Effective Backlog Prioritization with Lean Experimentation

This is a post in 3 parts, but the publication order got somewhat messy :). This article should be part 3 (How to prioritize with Product Discovery and rapid experiments), and then I will go back to parts 1 and 2. The reason is that I think Part 3 is so valuable that I could not wait to share it!

How relevant is prioritization for product development?

One of the main challenges when developing products is how to prioritize the backlog or roadmap of features that we want to implement. How to prioritize is the most frequently asked question I receive and probably the topic most Product Management blog posts are about (in fact I wrote last year another post on this topic).

If you do not have time now or want to save it for later, you can download the PDF with the summary of the 7 prioritization techniques to read at any time

As Product Manager, although I was hired not to prioritize but to achieve business results, the main task I must do to achieve that goal is to correctly determine what the team has to do next. Constantly define what is the most important task we have to start when we finish the one we are currently building.
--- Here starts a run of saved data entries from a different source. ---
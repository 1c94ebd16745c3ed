//! Shared test helpers for shelter-records router tests.

use std::sync::Arc;

use jsonwebtoken::{encode, EncodingKey, Header};

use crate::blob_store::LocalStore;
use crate::config::{Config, PhotoConfig, ServerConfig, StorageConfig};
use crate::photo::PhotoDelivery;
use crate::storage::Database;
use crate::AppState;

pub const TEST_JWT_SECRET: &str = "test-secret";

/// Upload limit used by test state: small enough to exceed cheaply.
pub const TEST_MAX_UPLOAD_SIZE: u64 = 4 * 1024;

/// Create a test AppState with a temporary database and local blob store.
pub fn test_state(temp_dir: &tempfile::TempDir, delivery: PhotoDelivery) -> Arc<AppState> {
    let data_dir = temp_dir.path().join("data");
    let upload_dir = temp_dir.path().join("uploads");

    let config = Config {
        server: ServerConfig {
            bind_address: "127.0.0.1:0".to_string(),
            data_dir: data_dir.to_string_lossy().to_string(),
        },
        storage: StorageConfig {
            upload_dir: upload_dir.to_string_lossy().to_string(),
            max_upload_size: TEST_MAX_UPLOAD_SIZE,
            ..StorageConfig::default()
        },
        photos: PhotoConfig {
            delivery,
            public_base_url: None,
        },
        jwt_secret: Some(TEST_JWT_SECRET.to_string()),
        cors_allowed_origins: Vec::new(),
        dev_mode: false,
        test_mode: true,
    };

    let db = Database::open(&data_dir).expect("Failed to open test database");
    let blob_store = LocalStore::new(&upload_dir).expect("Failed to create test blob store");

    Arc::new(AppState::new(config, db, Arc::new(blob_store)))
}

/// Sign an HS256 token the way the auth service does.
pub fn sign_token(secret: &str, exp: i64) -> String {
    let claims = crate::auth::Claims {
        id: Some(1),
        email: Some("staff@shelter.test".to_string()),
        exp,
    };
    encode(
        &Header::default(),
        &claims,
        &EncodingKey::from_secret(secret.as_bytes()),
    )
    .expect("claims encode")
}

/// Minimal multipart/form-data body builder.
pub struct MultipartBody {
    boundary: String,
    buf: Vec<u8>,
}

impl MultipartBody {
    pub fn new() -> Self {
        Self {
            boundary: format!("----shelter-{}", uuid::Uuid::new_v4().simple()),
            buf: Vec::new(),
        }
    }

    pub fn text(mut self, name: &str, value: &str) -> Self {
        self.buf.extend_from_slice(
            format!(
                "--{}\r\nContent-Disposition: form-data; name=\"{name}\"\r\n\r\n{value}\r\n",
                self.boundary
            )
            .as_bytes(),
        );
        self
    }

    pub fn file(mut self, name: &str, file_name: &str, content_type: &str, data: &[u8]) -> Self {
        self.buf.extend_from_slice(
            format!(
                "--{}\r\nContent-Disposition: form-data; name=\"{name}\"; filename=\"{file_name}\"\r\nContent-Type: {content_type}\r\n\r\n",
                self.boundary
            )
            .as_bytes(),
        );
        self.buf.extend_from_slice(data);
        self.buf.extend_from_slice(b"\r\n");
        self
    }

    /// Returns the `Content-Type` header value and the encoded body.
    pub fn finish(mut self) -> (String, Vec<u8>) {
        self.buf
            .extend_from_slice(format!("--{}--\r\n", self.boundary).as_bytes());
        (
            format!("multipart/form-data; boundary={}", self.boundary),
            self.buf,
        )
    }
}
In fact, in an analysis of Alpha UX, 86% of the Product Managers surveyed indicated prioritization and deciding what goes into the products at what time, as one of the key areas of responsibility.

Virtually any prioritization takes into account 2 aspects of the functionality (or thing to be done): the cost (how much effort or money will cost to make it and release it) and the business value (quantify somehow that I will achieve once it is released) .
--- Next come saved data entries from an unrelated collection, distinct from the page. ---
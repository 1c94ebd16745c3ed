use axum::extract::multipart::{Field, MultipartError};
use axum::extract::{Multipart, Path, State};
use axum::http::{HeaderMap, StatusCode};
use axum::{Extension, Json};
use bytes::BytesMut;
use chrono::NaiveDate;
use serde::de::DeserializeOwned;
use serde::{Deserialize, Deserializer, Serialize};
use std::sync::Arc;

use super::{animal_error, base_url};
use crate::api::response::{ApiError, AppJson, AppQuery, JSend, JSendPage, Pagination};
use crate::auth::Claims;
use crate::coordinator::{AnimalError, AnimalInput, AnimalView, PhotoUpload};
use crate::photo::{upload_extension, PhotoRepresentation, DEFAULT_MEDIA_TYPE};
use crate::storage::models::{AnimalFilter, Patch};
use crate::AppState;

// ============================================================================
// Types
// ============================================================================

#[derive(Debug, Serialize)]
pub struct AnimalResponse {
    pub adopted: bool,
    pub birth_date: Option<String>,
    pub description: String,
    pub id: u64,
    pub name: String,
    pub photo: Option<PhotoRepresentation>,
    pub photo_name: Option<String>,
    pub rescue_date: String,
    pub species: String,
}

/// JSON partial update. Omitted fields keep their stored value.
#[derive(Debug, Deserialize)]
pub struct UpdateAnimalRequest {
    #[serde(default)]
    pub adopted: Option<bool>,
    #[serde(default, deserialize_with = "nullable")]
    pub birth_date: Option<Option<NaiveDate>>,
    #[serde(default)]
    pub description: Option<String>,
    #[serde(default)]
    pub name: Option<String>,
    #[serde(default)]
    pub rescue_date: Option<NaiveDate>,
    #[serde(default)]
    pub species: Option<String>,
}

#[derive(Debug, Deserialize)]
pub struct ListAnimalsParams {
    #[serde(default = "default_limit")]
    pub limit: u32,
    #[serde(default)]
    pub offset: u32,
    #[serde(default)]
    pub species: Option<String>,
    #[serde(default)]
    pub adopted: Option<bool>,
}

fn default_limit() -> u32 {
    20
}

/// Distinguishes between a missing field (`None`) and an explicit `null` (`Some(None)`).
fn nullable<'de, T, D>(deserializer: D) -> Result<Option<Option<T>>, D::Error>
where
    T: DeserializeOwned,
    D: Deserializer<'de>,
{
    Ok(Some(Option::deserialize(deserializer)?))
}

impl From<UpdateAnimalRequest> for AnimalInput {
    fn from(req: UpdateAnimalRequest) -> Self {
        AnimalInput {
            name: req.name,
            species: req.species,
            birth_date: Patch::from(req.birth_date),
            rescue_date: req.rescue_date.map_or(Patch::Absent, Patch::Value),
            description: req.description,
            adopted: req.adopted,
        }
    }
}

// ============================================================================
// Handlers
// ============================================================================

pub async fn create_animal(
    State(state): State<Arc<AppState>>,
    headers: HeaderMap,
    mut multipart: Multipart,
) -> Result<(StatusCode, Json<JSend<AnimalResponse>>), ApiError> {
    let (input, photo) = read_animal_form(&state, &mut multipart)
        .await
        .map_err(|e| animal_error(&state, e))?;

    let view = state
        .animals
        .create(input, photo, &base_url(&state, &headers))
        .await
        .map_err(|e| animal_error(&state, e))?;

    Ok(JSend::created(view_to_response(view)))
}

pub async fn get_animal(
    State(state): State<Arc<AppState>>,
    Path(id): Path<String>,
    headers: HeaderMap,
) -> Result<Json<JSend<AnimalResponse>>, ApiError> {
    let id = parse_id(&id)?;
    let view = state
        .animals
        .get(id, &base_url(&state, &headers))
        .await
        .map_err(|e| animal_error(&state, e))?;

    Ok(JSend::success(view_to_response(view)))
}

pub async fn list_animals(
    State(state): State<Arc<AppState>>,
    headers: HeaderMap,
    AppQuery(params): AppQuery<ListAnimalsParams>,
) -> Result<Json<JSendPage<AnimalResponse>>, ApiError> {
    if params.limit == 0 {
        return Err(ApiError::bad_request("limit must be greater than 0"));
    }

    let filter = AnimalFilter {
        species: params.species.filter(|s| !s.trim().is_empty()),
        adopted: params.adopted,
    };

    let page = state
        .animals
        .list(
            &filter,
            params.offset as usize,
            params.limit as usize,
            &base_url(&state, &headers),
        )
        .await
        .map_err(|e| animal_error(&state, e))?;

    Ok(JSendPage::success(
        page.items.into_iter().map(view_to_response).collect(),
        Pagination {
            limit: params.limit,
            offset: params.offset,
            total: page.total,
        },
    ))
}

/// Multipart update; may carry a replacement photo.
pub async fn update_animal(
    State(state): State<Arc<AppState>>,
    Path(id): Path<String>,
    headers: HeaderMap,
    mut multipart: Multipart,
) -> Result<Json<JSend<AnimalResponse>>, ApiError> {
    let id = parse_id(&id)?;
    let (input, photo) = read_animal_form(&state, &mut multipart)
        .await
        .map_err(|e| animal_error(&state, e))?;

    let view = state
        .animals
        .update(id, input, photo, &base_url(&state, &headers))
        .await
        .map_err(|e| animal_error(&state, e))?;

    Ok(JSend::success(view_to_response(view)))
}

/// JSON update of structured fields only.
pub async fn patch_animal(
    State(state): State<Arc<AppState>>,
    Path(id): Path<String>,
    headers: HeaderMap,
    AppJson(req): AppJson<UpdateAnimalRequest>,
) -> Result<Json<JSend<AnimalResponse>>, ApiError> {
    let id = parse_id(&id)?;
    let view = state
        .animals
        .update(id, req.into(), None, &base_url(&state, &headers))
        .await
        .map_err(|e| animal_error(&state, e))?;

    Ok(JSend::success(view_to_response(view)))
}

pub async fn adopt_animal(
    State(state): State<Arc<AppState>>,
    Path(id): Path<String>,
    Extension(claims): Extension<Claims>,
    headers: HeaderMap,
) -> Result<Json<JSend<AnimalResponse>>, ApiError> {
    let id = parse_id(&id)?;
    let view = state
        .animals
        .adopt(id, &base_url(&state, &headers))
        .await
        .map_err(|e| animal_error(&state, e))?;

    tracing::debug!(animal_id = id, caller = ?claims.email, "Adoption recorded");
    Ok(JSend::success(view_to_response(view)))
}

pub async fn delete_animal(
    State(state): State<Arc<AppState>>,
    Path(id): Path<String>,
) -> Result<Json<JSend<()>>, ApiError> {
    let id = parse_id(&id)?;
    state
        .animals
        .delete(id)
        .await
        .map_err(|e| animal_error(&state, e))?;

    Ok(JSend::success(()))
}

// ============================================================================
// Form parsing
// ============================================================================

/// Read animal fields and an optional `photo` file from a multipart body.
/// The upload is checked against the size limit and media type allowlist here,
/// before anything reaches the coordinator.
async fn read_animal_form(
    state: &AppState,
    multipart: &mut Multipart,
) -> Result<(AnimalInput, Option<PhotoUpload>), AnimalError> {
    let limit = state.config.storage.max_upload_size;
    let mut input = AnimalInput::default();
    let mut photo = None;

    while let Some(field) = multipart
        .next_field()
        .await
        .map_err(|e| multipart_error(e, limit))?
    {
        let field_name = field.name().unwrap_or("").to_string();

        match field_name.as_str() {
            "photo" => {
                photo = read_photo(state, field).await?;
            }
            "name" => input.name = Some(field_text(field, limit).await?),
            "species" => input.species = Some(field_text(field, limit).await?),
            "description" => input.description = Some(field_text(field, limit).await?),
            "birth_date" => {
                input.birth_date = parse_date(&field_text(field, limit).await?, "birth_date")?;
            }
            "rescue_date" => {
                input.rescue_date = parse_date(&field_text(field, limit).await?, "rescue_date")?;
            }
            "adopted" => input.adopted = Some(parse_flag(&field_text(field, limit).await?)?),
            _ => {
                // Ignore unknown fields
            }
        }
    }

    Ok((input, photo))
}

async fn read_photo(
    state: &AppState,
    mut field: Field<'_>,
) -> Result<Option<PhotoUpload>, AnimalError> {
    let limit = state.config.storage.max_upload_size;
    let file_name = field
        .file_name()
        .map(|s| s.to_string())
        .filter(|s| !s.is_empty());
    let content_type = field
        .content_type()
        .and_then(|ct| ct.split(';').next())
        .map(|ct| ct.trim().to_ascii_lowercase());

    let mut buf = BytesMut::new();
    while let Some(chunk) = field.chunk().await.map_err(|e| multipart_error(e, limit))? {
        if (buf.len() + chunk.len()) as u64 > limit {
            return Err(AnimalError::PayloadTooLarge(limit));
        }
        buf.extend_from_slice(&chunk);
    }

    // An empty file input submits a nameless, empty part
    if buf.is_empty() && file_name.is_none() {
        return Ok(None);
    }

    // Determine MIME type: from multipart Content-Type, or guess from filename, or fallback
    let media_type = content_type
        .filter(|ct| ct != DEFAULT_MEDIA_TYPE)
        .or_else(|| {
            file_name
                .as_deref()
                .and_then(|n| mime_guess::from_path(n).first())
                .map(|m| m.essence_str().to_string())
        })
        .unwrap_or_else(|| DEFAULT_MEDIA_TYPE.to_string());

    if !state.config.is_allowed_mime(&media_type) {
        return Err(AnimalError::UnsupportedMediaType(media_type));
    }

    if buf.is_empty() {
        return Err(AnimalError::Validation("photo must not be empty".to_string()));
    }

    let extension = upload_extension(file_name.as_deref(), &media_type);
    Ok(Some(PhotoUpload {
        data: buf.freeze(),
        media_type,
        extension,
    }))
}

async fn field_text(field: Field<'_>, limit: u64) -> Result<String, AnimalError> {
    let name = field.name().unwrap_or("field").to_string();
    field.text().await.map_err(|e| match multipart_error(e, limit) {
        AnimalError::Validation(msg) => AnimalError::Validation(format!("Invalid {name}: {msg}")),
        other => other,
    })
}

fn multipart_error(e: MultipartError, limit: u64) -> AnimalError {
    if e.status() == StatusCode::PAYLOAD_TOO_LARGE {
        AnimalError::PayloadTooLarge(limit)
    } else {
        AnimalError::Validation(format!("Invalid multipart data: {}", e.body_text()))
    }
}

/// Empty input means "no date" and is reported as an explicit null.
fn parse_date(raw: &str, field: &str) -> Result<Patch<NaiveDate>, AnimalError> {
    let raw = raw.trim();
    if raw.is_empty() {
        return Ok(Patch::Null);
    }
    NaiveDate::parse_from_str(raw, "%Y-%m-%d")
        .map(Patch::Value)
        .map_err(|_| AnimalError::Validation(format!("{field} must be a date in YYYY-MM-DD format")))
}

fn parse_flag(raw: &str) -> Result<bool, AnimalError> {
    match raw.trim().to_ascii_lowercase().as_str() {
        "true" | "1" | "on" | "yes" => Ok(true),
        "false" | "0" | "off" | "no" => Ok(false),
        other => Err(AnimalError::Validation(format!(
            "adopted must be a boolean (got '{other}')"
        ))),
    }
}

// ============================================================================
// Helpers
// ============================================================================

fn parse_id(raw: &str) -> Result<u64, ApiError> {
    raw.parse()
        .map_err(|_| ApiError::not_found(format!("Animal {raw} not found")))
}

fn view_to_response(view: AnimalView) -> AnimalResponse {
    let AnimalView { animal, photo } = view;
    AnimalResponse {
        adopted: animal.adopted,
        birth_date: animal.birth_date.map(format_date),
        description: animal.description,
        id: animal.id,
        name: animal.name,
        photo,
        photo_name: animal.photo_ref,
        rescue_date: format_date(animal.rescue_date),
        species: animal.species,
    }
}

fn format_date(date: NaiveDate) -> String {
    date.format("%Y-%m-%d").to_string()
}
While both aspects are extremely complex, in this post I will focus on the second: understanding what value will contribute to what I am considering doing.

Doing your homework

Prioritizing without a clear product strategy is like deciding what route to take without knowing where you want to go. Without clear objectives and product strategy, prioritizing is not only going to be more difficult, but it will also be completely inefficient.

Ergo, the first thing to do to prioritize correctly is to work on having clear objectives for the company and then establishing with the main stakeholders the objectives that the product will have aligned with those general goals.

Finally we must translate these objectives into performance indicators (known as KPIs) that will have a concrete value to achieve over a period of time. It is important to keep in mind that a same company target can be obtained with many different product KPIs, so we generally choose quarterly which ones we are going to focus in that particular period.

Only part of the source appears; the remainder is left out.